28. みなみじゅうじ座 Crux

南十字座  Crux

悪夢  Nightmare

The Milky Way Near the Southern Cross 

 みなみじゅうじ座・・・。以前から疑問に思っていました。シサスクのこの星座のイメージがなぜ「悪夢」なのか。

 みなみじゅうじ座は全天で一番小さいにも拘らず、南半球の星空を代表する星座として知られており、北半球に住む者は一度は見てみたいと思う憧れの存在でもあるでしょう。船乗りたちは古くから十字架のその姿を目印とし、航海の安全を祈ってきました。私にはこの星座に悪いイメージなど一つもありませんでした。


 これは以前にもお見せした南半球の星座の位置を表した図の一部ですが、みなみじゅうじ座はむかし、ケンタウルス座の一部だったそうです。

 十字架の縦の棒の先(α星)の延長上に天の南極 South Celestial Pole がありますが、船乗りは実際にこの星座を基に、正南の方向を推測していました。また十字架は日に約4分ずつ規則正しく傾くので、時計として見ていた人もいました。

 十字架の左下に黒いシミのように見えるのは、有名な暗黒星雲コールサック(石炭袋)Coalsackです。この暗黒星雲は、みなみじゅうじ座の背後にあるはずの天の川の星の光を消してしまっています。みなみじゅうじ座の領域には暗黒星雲のほかに「宝石箱」NGC 4755 という壮麗な散開星団もありますが、この 2つの天体については、シサスクの《銀河幻想曲》(「南半球の星空」の挿入曲)にありますので、追って詳しく触れたいと思います。

The Southern Cross in a Southern Sky

 この画像はブラジルのリオデジャネイロで撮影されたものです。みなみじゅうじ座は地平線近くに横たわっています。暗黒星雲「コールサック」の黒雲は、まるで山火事の煙のように天上へさらに巻き上がっているようにも見えます。上の方に飛び火した炎と煙のように見えるのは、りゅうこつ座の星団や星雲です。

 ところでシサスクはケンタウルス座みなみじゅうじ座を紹介するために、興味深いアボリジニ神話を引用しています。その神話によれば、アボリジニたちは、天の王国のかがり火とされていたケンタウルス座の 2つの一等星 αケンタウリと βケンタウリの火が地上に運ばれて火事になったことで、火というものを知ることになったそうです。アボリジニたちは今でも、みなみじゅうじ座を見ると火を想い起こすといいます。

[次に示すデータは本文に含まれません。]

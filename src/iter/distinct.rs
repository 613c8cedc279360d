//! `distinct`: collapse runs of equal successive elements (spec.md §4.2).

use super::{IterState, SortedIterator, assert_monotonic, check_seek_not_backward};
use crate::error::GraphError;

pub struct Distinct<I: SortedIterator> {
    source: I,
    fetched: Option<I::Item>,
    last_emitted: Option<I::Item>,
    state: IterState,
}

impl<I: SortedIterator> Distinct<I> {
    pub fn new(source: I) -> Self {
        Self {
            source,
            fetched: None,
            last_emitted: None,
            state: IterState::Empty,
        }
    }

    fn ensure_fetched(&mut self) {
        if !matches!(self.state, IterState::Empty) {
            return;
        }
        loop {
            match self.source.peek() {
                None => {
                    self.state = IterState::Completed;
                    return;
                }
                Some(value) => {
                    if self.last_emitted.as_ref() == Some(value) {
                        self.source.next();
                        continue;
                    }
                    self.fetched = Some(value.clone());
                    self.state = IterState::Fetched;
                    return;
                }
            }
        }
    }
}

impl<I: SortedIterator> SortedIterator for Distinct<I> {
    type Item = I::Item;

    fn peek(&mut self) -> Option<&Self::Item> {
        self.ensure_fetched();
        self.fetched.as_ref()
    }

    fn next(&mut self) -> Option<Self::Item> {
        self.ensure_fetched();
        let item = self.fetched.take()?;
        self.source.next();
        assert_monotonic(self.last_emitted.as_ref(), &item);
        self.last_emitted = Some(item.clone());
        self.state = IterState::Empty;
        Some(item)
    }

    fn seek(&mut self, target: &Self::Item) -> Result<(), GraphError> {
        check_seek_not_backward(self.last_emitted.as_ref(), target)?;

        if let Some(fetched) = &self.fetched
            && target <= fetched
        {
            return Ok(());
        }

        self.fetched = None;
        self.state = IterState::Empty;
        self.source.seek(target)
    }

    fn recycle(&mut self) {
        self.source.recycle();
        self.fetched = None;
        self.state = IterState::Completed;
    }
}
use crate::{
    error::{ErrorOrigin, GraphError, GraphResult},
    iid::{Direction, Encoding, KeyGenerator, VertexIID, VertexKind},
    iter::SortedIterator,
    model::vertex::{ThingVertex, TypeVertex, Vertex},
    storage::Storage,
};
use adjacency::{Adjacency, AdjacencyStore};
use edge_entity::EdgeEntity;
use std::{cell::RefCell, collections::HashMap, rc::Rc};
use vertex_catalogue::VertexCatalogue;

struct GraphState<S: Storage> {
    storage: S,
    catalogue: VertexCatalogue,
    adjacency: AdjacencyStore,
    /// Set for a [`crate::txn::TransactionMode::Read`] transaction
    /// (spec.md §4.4 `Posture::Read`: "Mutates? no"). Every mutating
    /// method below checks this before touching the catalogue or
    /// adjacency overlay.
    read_only: bool,
}

/// Shared handle to one transaction's graph state. Cloning a [`Graph`]
/// shares the same underlying state (spec.md §4.4: a mirrored `put` on one
/// vertex's adjacency must be visible through another vertex's own handle),
/// matching the teacher's registry-handle-is-a-reference idiom.
pub struct Graph<S: Storage> {
    state: Rc<RefCell<GraphState<S>>>,
}

impl<S: Storage> Clone for Graph<S> {
    fn clone(&self) -> Self {
        Self {
            state: Rc::clone(&self.state),
        }
    }
}
/// Drives [`GraphIterator`] over every starting candidate and applies the
/// final `distinct`-over-filter (spec.md §4.6 step 6).
pub struct ProcedureIterator<'p, S: Storage> {
    graph: &'p Graph<S>,
    procedure: &'p Procedure,
    filter: Vec<ProcedureVertexId>,
    starting_candidates: std::vec::IntoIter<VertexIID>,
    current: Option<GraphIterator<'p, S>>,
    seen: HashSet<VertexMap>,
}

impl<'p, S: Storage> ProcedureIterator<'p, S> {
    pub(super) fn new(graph: &'p Graph<S>, procedure: &'p Procedure, starting_candidates: Vec<VertexIID>, filter: Vec<ProcedureVertexId>) -> Self {
        Self {
            graph,
            procedure,
            filter,
            starting_candidates: starting_candidates.into_iter(),
            current: None,
            seen: HashSet::new(),
        }
    }

    /// Pull the next distinct, filter-projected binding, or `None` once
    /// every starting candidate's search space is exhausted.
    pub fn next(&mut self) -> GraphResult<Option<VertexMap>> {
        loop {
            if self.current.is_none() {
                let Some(start) = self.starting_candidates.next() else {
                    return Ok(None);
                };
                self.current = Some(GraphIterator::new(self.graph, self.procedure, start));
            }
            let Some(iterator) = self.current.as_mut() else {
                return Ok(None);
            };
            match iterator.next()? {
                Some(binding) => {
                    let projected = binding.restrict(&self.filter);
                    if self.seen.insert(projected.clone()) {
                        return Ok(Some(projected));
                    }
                    // duplicate under the filter projection; keep pulling
                }
                None => {
                    self.current = None;
                }
            }
        }
    }
}

impl Procedure {
    /// Build and drive a [`ProcedureIterator`] from caller-supplied
    /// starting candidates (spec.md §6 `Procedure.iterator(graph, params,
    /// filter)`). `params` are the concrete vertices available to bind
    /// the starting procedure vertex to — resolving a query's starting
    /// variable against the graph (by type, by label, by an upstream
    /// pipeline stage) is the query layer's job, out of scope here
    /// (spec.md §1 "Out of scope … the query language parser").
    pub fn iterator<'p, S: Storage>(
        &'p self,
        graph: &'p Graph<S>,
        params: Vec<VertexIID>,
        filter: Vec<ProcedureVertexId>,
    ) -> ProcedureIterator<'p, S> {
        ProcedureIterator::new(graph, self, self.accepted_starting_candidates(params), filter)
    }

    fn accepted_starting_candidates(&self, params: Vec<VertexIID>) -> Vec<VertexIID> {
        let starting = self.vertex(self.starting_vertex());
        let properties = starting.properties();
        let is_thing = starting.is_thing();
        params
            .into_iter()
            .filter(|candidate| if is_thing { properties.accepts_thing(candidate) } else { properties.accepts_type(candidate) })
            .collect()
    }

    /// Build a [`ProcedureProducer`] that partitions `params` round-robin
    /// across `parallelisation` independent workers (spec.md §5 "Parallel
    /// producers", spec.md §4.6, spec.md §6). There is no thread pool
    /// here — "worker" means one of `parallelisation` logical partitions of
    /// the starting candidates, each driven by its own [`ProcedureIterator`]
    /// and pulled round-robin, matching spec.md §5's pull-based, no
    /// implicit-thread-parking model. Ordering of results across workers is
    /// not guaranteed; within a worker, bindings are produced in procedure-edge
    /// order, exactly as [`Procedure::iterator`] produces them for a single
    /// worker covering every candidate.
    #[must_use]
    pub fn producer<'p, S: Storage>(
        &'p self,
        graph: &'p Graph<S>,
        params: Vec<VertexIID>,
        filter: Vec<ProcedureVertexId>,
        parallelisation: usize,
    ) -> ProcedureProducer<'p, S> {
        let parallelisation = parallelisation.max(1);
        let candidates = self.accepted_starting_candidates(params);
        let mut buckets: Vec<Vec<VertexIID>> = (0..parallelisation).map(|_| Vec::new()).collect();
        for (i, candidate) in candidates.into_iter().enumerate() {
            buckets[i % parallelisation].push(candidate);
        }
        let workers = buckets
            .into_iter()
            .map(|bucket| ProcedureIterator::new(graph, self, bucket, filter.clone()))
            .collect();
        ProcedureProducer::new(workers)
    }
}
//! `filter`: straightforward predicate wrapper (spec.md §4.2).

use super::{IterState, SortedIterator, assert_monotonic, check_seek_not_backward};
use crate::error::GraphError;

pub struct Filter<I: SortedIterator, F: FnMut(&I::Item) -> bool> {
    source: I,
    predicate: F,
    fetched: Option<I::Item>,
    last_emitted: Option<I::Item>,
    state: IterState,
}

impl<I: SortedIterator, F: FnMut(&I::Item) -> bool> Filter<I, F> {
    pub fn new(source: I, predicate: F) -> Self {
        Self {
            source,
            predicate,
            fetched: None,
            last_emitted: None,
            state: IterState::Empty,
        }
    }

    fn ensure_fetched(&mut self) {
        if !matches!(self.state, IterState::Empty) {
            return;
        }
        loop {
            match self.source.peek() {
                None => {
                    self.state = IterState::Completed;
                    return;
                }
                Some(value) => {
                    if !(self.predicate)(value) {
                        self.source.next();
                        continue;
                    }
                    self.fetched = Some(value.clone());
                    self.state = IterState::Fetched;
                    return;
                }
            }
        }
    }
}

impl<I: SortedIterator, F: FnMut(&I::Item) -> bool> SortedIterator for Filter<I, F> {
    type Item = I::Item;

    fn peek(&mut self) -> Option<&Self::Item> {
        self.ensure_fetched();
        self.fetched.as_ref()
    }

    fn next(&mut self) -> Option<Self::Item> {
        self.ensure_fetched();
        let item = self.fetched.take()?;
        self.source.next();
        assert_monotonic(self.last_emitted.as_ref(), &item);
        self.last_emitted = Some(item.clone());
        self.state = IterState::Empty;
        Some(item)
    }

    fn seek(&mut self, target: &Self::Item) -> Result<(), GraphError> {
        check_seek_not_backward(self.last_emitted.as_ref(), target)?;

        if let Some(fetched) = &self.fetched
            && target <= fetched
        {
            return Ok(());
        }

        self.fetched = None;
        self.state = IterState::Empty;
        self.source.seek(target)
    }

    fn recycle(&mut self) {
        self.source.recycle();
        self.fetched = None;
        self.state = IterState::Completed;
    }
}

 「悪夢」のイメージは、上の画像を見たことで、この火の話と繋がりました。アボリジニたちはみなみじゅうじ座だけを見ずに、周囲を含め、スケールの大きな観察力と想像力を持って星空を見ているのですね。

 もう一つ、大変驚くことがありました。野尻抱影さんの「南十字座」のお話の最後に「南十字は星を語る私たちに悪夢の後味を残している」(要約)というのまとめの一文があったのです。 詳しくはぜひ野尻抱影著「新 星座巡礼」(あるいは「星空のロマンス」の中にも南十字についての執筆あり)をご覧いただきたく思いますが、みなみじゅうじ座の歴史を辿ると、良い印象ばかりではないこともわかります。


 シサスクのみなみじゅうじ座の音楽は、凄まじい火事のごとし。

 一本の弦がはじかれ(内部奏法)、不吉な物語が始まります。和音はやがて鍵盤のいくつかを平手で打つクラスター奏法に変わり、飛び火のように離れた跳躍、執拗に襲いかかるように繰り返されるリズムと同音連打は、悪夢からなかなか抜けられない苦しさを表しているようです。演奏すること自体も悪夢で、練習は大変辛いです
  曲の終わりでは冒頭部が再現しますが、不吉さは去り、何事もなかったようにみなみじゅうじ座そこに涼しげに佇んでいることを知るでしょう。始まりと終わりで感じ方の変化を実感できます。

 最後にオーストラリアの美しい画像を一つ。
悪夢は過ぎ去りました。

 南半球の天の川、α ケンタウリと β ケンタウリ、みなみじゅうじ座、コールサック、大マゼラン銀河、小マゼラン銀河がはっきりと見えます。右の木の枝の先端に囲まれた明るい星は、エリダヌス座の α星、アケルナル(「河の果て」の意)です。